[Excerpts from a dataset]
★ ★ ★ ★ ★

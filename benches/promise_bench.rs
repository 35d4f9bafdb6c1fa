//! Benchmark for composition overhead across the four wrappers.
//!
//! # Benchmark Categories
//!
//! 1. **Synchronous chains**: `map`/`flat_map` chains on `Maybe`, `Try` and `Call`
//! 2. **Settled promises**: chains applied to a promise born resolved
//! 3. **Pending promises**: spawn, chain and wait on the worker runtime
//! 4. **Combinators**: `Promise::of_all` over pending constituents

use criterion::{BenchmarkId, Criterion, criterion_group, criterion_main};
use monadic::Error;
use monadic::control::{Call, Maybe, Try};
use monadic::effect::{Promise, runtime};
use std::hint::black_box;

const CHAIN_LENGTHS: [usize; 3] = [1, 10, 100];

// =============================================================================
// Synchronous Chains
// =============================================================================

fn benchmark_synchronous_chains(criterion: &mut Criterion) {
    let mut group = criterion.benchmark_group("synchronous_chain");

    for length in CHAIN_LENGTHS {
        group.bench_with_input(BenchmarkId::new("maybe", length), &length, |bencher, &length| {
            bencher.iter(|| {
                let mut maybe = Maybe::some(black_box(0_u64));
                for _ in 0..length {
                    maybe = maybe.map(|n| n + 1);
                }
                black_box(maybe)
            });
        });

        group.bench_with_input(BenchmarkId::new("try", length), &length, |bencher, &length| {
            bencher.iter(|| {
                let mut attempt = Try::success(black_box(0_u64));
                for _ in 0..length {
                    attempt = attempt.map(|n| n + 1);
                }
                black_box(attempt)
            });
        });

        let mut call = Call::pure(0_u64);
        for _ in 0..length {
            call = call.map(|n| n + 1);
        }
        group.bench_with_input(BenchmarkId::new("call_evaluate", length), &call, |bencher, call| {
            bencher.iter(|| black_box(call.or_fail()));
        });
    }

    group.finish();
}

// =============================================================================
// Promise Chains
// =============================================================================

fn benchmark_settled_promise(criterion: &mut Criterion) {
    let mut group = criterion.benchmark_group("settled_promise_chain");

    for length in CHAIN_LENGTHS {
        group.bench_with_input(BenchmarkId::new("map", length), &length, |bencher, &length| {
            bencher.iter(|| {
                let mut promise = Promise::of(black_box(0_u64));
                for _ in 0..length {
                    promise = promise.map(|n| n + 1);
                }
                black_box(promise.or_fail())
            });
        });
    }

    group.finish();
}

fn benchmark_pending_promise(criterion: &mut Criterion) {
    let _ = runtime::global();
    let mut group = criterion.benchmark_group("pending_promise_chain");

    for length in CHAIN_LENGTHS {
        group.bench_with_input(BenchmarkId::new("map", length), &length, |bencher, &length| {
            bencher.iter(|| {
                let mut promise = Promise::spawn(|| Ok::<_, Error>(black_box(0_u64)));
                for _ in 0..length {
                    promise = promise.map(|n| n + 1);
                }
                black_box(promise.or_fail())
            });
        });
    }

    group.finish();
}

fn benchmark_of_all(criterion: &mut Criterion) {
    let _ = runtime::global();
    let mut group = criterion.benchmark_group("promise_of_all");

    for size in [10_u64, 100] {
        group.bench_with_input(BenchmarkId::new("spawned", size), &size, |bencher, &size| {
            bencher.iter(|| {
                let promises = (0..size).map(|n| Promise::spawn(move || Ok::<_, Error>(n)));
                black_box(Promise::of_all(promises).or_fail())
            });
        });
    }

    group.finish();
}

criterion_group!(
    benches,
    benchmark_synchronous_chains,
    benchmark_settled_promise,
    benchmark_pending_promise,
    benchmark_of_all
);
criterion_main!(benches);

★ ★ ★ ★ ★

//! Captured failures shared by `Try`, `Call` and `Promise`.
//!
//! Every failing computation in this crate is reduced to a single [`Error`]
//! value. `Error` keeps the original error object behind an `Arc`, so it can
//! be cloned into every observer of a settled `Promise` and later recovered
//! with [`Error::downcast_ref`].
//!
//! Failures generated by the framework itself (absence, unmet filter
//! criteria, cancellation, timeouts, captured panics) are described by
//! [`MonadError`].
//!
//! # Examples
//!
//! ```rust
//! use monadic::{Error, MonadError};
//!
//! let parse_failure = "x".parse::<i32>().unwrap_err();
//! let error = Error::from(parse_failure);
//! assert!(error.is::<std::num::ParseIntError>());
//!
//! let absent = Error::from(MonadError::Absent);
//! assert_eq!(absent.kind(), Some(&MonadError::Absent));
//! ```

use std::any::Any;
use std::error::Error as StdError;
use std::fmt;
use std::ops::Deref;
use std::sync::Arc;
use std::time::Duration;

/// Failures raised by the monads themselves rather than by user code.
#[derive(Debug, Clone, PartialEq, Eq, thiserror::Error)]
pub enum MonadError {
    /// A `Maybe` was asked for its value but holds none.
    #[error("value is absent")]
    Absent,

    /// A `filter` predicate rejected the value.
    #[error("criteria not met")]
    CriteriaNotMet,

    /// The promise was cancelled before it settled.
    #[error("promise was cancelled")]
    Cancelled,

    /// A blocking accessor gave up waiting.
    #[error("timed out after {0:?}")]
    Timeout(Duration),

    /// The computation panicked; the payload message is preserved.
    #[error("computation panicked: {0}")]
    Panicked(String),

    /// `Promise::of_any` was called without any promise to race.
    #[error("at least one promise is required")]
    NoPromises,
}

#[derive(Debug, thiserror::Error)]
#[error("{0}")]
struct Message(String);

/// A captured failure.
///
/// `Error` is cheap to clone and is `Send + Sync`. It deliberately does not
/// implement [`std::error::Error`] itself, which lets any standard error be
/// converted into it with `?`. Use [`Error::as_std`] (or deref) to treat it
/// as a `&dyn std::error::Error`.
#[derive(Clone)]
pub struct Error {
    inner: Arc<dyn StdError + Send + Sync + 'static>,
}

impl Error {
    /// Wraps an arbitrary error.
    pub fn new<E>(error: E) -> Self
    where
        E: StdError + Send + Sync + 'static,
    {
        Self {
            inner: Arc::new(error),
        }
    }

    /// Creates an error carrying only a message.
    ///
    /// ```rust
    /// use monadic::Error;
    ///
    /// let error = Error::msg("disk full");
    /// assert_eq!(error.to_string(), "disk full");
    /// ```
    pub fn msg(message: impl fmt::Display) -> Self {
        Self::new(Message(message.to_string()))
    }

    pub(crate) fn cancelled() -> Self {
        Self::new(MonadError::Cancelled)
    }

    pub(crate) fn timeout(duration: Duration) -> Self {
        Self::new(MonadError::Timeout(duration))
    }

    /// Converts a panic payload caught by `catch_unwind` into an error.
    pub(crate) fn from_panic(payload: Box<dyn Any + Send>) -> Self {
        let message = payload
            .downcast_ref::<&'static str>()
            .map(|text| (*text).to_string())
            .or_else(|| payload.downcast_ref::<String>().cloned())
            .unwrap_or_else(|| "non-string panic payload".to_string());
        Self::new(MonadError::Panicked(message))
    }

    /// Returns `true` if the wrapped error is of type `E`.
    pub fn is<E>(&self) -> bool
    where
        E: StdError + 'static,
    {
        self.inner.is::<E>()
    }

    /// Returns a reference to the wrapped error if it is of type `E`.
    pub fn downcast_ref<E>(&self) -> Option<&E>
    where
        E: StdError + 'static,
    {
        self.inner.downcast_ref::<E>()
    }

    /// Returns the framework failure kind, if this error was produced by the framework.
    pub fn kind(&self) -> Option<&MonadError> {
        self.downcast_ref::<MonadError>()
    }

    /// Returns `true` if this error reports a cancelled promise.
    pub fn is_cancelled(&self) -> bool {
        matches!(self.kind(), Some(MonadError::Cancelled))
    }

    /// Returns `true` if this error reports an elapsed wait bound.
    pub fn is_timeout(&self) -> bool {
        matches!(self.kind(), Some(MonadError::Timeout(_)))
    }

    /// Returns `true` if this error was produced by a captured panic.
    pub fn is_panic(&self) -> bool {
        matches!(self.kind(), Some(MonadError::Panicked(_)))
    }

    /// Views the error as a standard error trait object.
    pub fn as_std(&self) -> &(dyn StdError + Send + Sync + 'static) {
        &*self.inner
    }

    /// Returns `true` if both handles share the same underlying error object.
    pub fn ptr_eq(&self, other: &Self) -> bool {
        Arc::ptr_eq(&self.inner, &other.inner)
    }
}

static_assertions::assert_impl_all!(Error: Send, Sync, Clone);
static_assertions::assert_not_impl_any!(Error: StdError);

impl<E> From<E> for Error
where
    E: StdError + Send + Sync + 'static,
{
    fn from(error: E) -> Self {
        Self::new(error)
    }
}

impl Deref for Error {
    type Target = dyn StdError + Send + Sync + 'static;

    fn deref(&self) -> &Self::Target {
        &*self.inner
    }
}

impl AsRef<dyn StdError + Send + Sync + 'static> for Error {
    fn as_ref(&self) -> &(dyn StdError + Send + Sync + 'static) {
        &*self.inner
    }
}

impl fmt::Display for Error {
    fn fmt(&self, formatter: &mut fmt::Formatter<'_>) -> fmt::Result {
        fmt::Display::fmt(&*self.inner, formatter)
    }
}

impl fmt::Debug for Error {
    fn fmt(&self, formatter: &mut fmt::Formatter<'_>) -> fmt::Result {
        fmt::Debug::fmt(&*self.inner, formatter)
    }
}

★ ★ ★ ★ ★

→ **What you are asked to do**: Collect each line of the entries that has the word "monadic", copying it in full.

→ **Response to this task**:
use monadic::Error;
use monadic::control::{Call, Maybe, Try};
use monadic::effect::{Promise, runtime};
//! use monadic::{Error, MonadError};
    /// use monadic::Error;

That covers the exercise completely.